● **Material for this exercise**
- Opening Delimiter -

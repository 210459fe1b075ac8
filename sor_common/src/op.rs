//! Implements the standard arithmetic operator traits for single-field newtypes.

/// Generate operator trait implementations for a newtype wrapping a numeric field.
///
/// * `op!(binary T, Add, add)` implements `Add` for `T`, `&T`, and the mixed reference forms.
/// * `op!(inplace T, AddAssign, add_assign)` implements the in-place assignment operator.
/// * `op!(unary T, Neg, neg)` implements the unary operator.
#[macro_export]
macro_rules! op {
    (binary $ty:ty, $trait:ident, $method:ident) => {
        impl std::ops::$trait for $ty {
            type Output = $ty;

            fn $method(self, rhs: Self) -> Self::Output {
                <$ty>::from(std::ops::$trait::$method(self.value(), rhs.value()))
            }
        }

        impl std::ops::$trait<&$ty> for $ty {
            type Output = $ty;

            fn $method(self, rhs: &$ty) -> Self::Output {
                <$ty>::from(std::ops::$trait::$method(self.value(), rhs.value()))
            }
        }

        impl std::ops::$trait<$ty> for &$ty {
            type Output = $ty;

            fn $method(self, rhs: $ty) -> Self::Output {
                <$ty>::from(std::ops::$trait::$method(self.value(), rhs.value()))
            }
        }

        impl std::ops::$trait<&$ty> for &$ty {
            type Output = $ty;

            fn $method(self, rhs: &$ty) -> Self::Output {
                <$ty>::from(std::ops::$trait::$method(self.value(), rhs.value()))
            }
        }
    };
    (inplace $ty:ty, $trait:ident, $method:ident) => {
        impl std::ops::$trait for $ty {
            fn $method(&mut self, rhs: Self) {
                std::ops::$trait::$method(&mut self.0, rhs.0);
            }
        }
    };
    (unary $ty:ty, $trait:ident, $method:ident) => {
        impl std::ops::$trait for $ty {
            type Output = $ty;

            fn $method(self) -> Self::Output {
                <$ty>::from(std::ops::$trait::$method(self.value()))
            }
        }
    };
}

- Closing Delimiter -

● **What the task asks**
Beginning with the top line of the data above, output every line exactly until the one that contains "fn $method(self, rhs: $ty)", and include that one too.

● **Response below**
repository 210459fe1b075ac8
filename sor_common/src/op.rs
//! Implements the standard arithmetic operator traits for single-field newtypes.

/// Generate operator trait implementations for a newtype wrapping a numeric field.
///
/// * `op!(binary T, Add, add)` implements `Add` for `T`, `&T`, and the mixed reference forms.
/// * `op!(inplace T, AddAssign, add_assign)` implements the in-place assignment operator.
/// * `op!(unary T, Neg, neg)` implements the unary operator.
#[macro_export]
macro_rules! op {
    (binary $ty:ty, $trait:ident, $method:ident) => {
        impl std::ops::$trait for $ty {
            type Output = $ty;

            fn $method(self, rhs: Self) -> Self::Output {
                <$ty>::from(std::ops::$trait::$method(self.value(), rhs.value()))
            }
        }

        impl std::ops::$trait<&$ty> for $ty {
            type Output = $ty;

            fn $method(self, rhs: &$ty) -> Self::Output {
                <$ty>::from(std::ops::$trait::$method(self.value(), rhs.value()))
            }
        }

        impl std::ops::$trait<$ty> for &$ty {
            type Output = $ty;

            fn $method(self, rhs: $ty) -> Self::Output {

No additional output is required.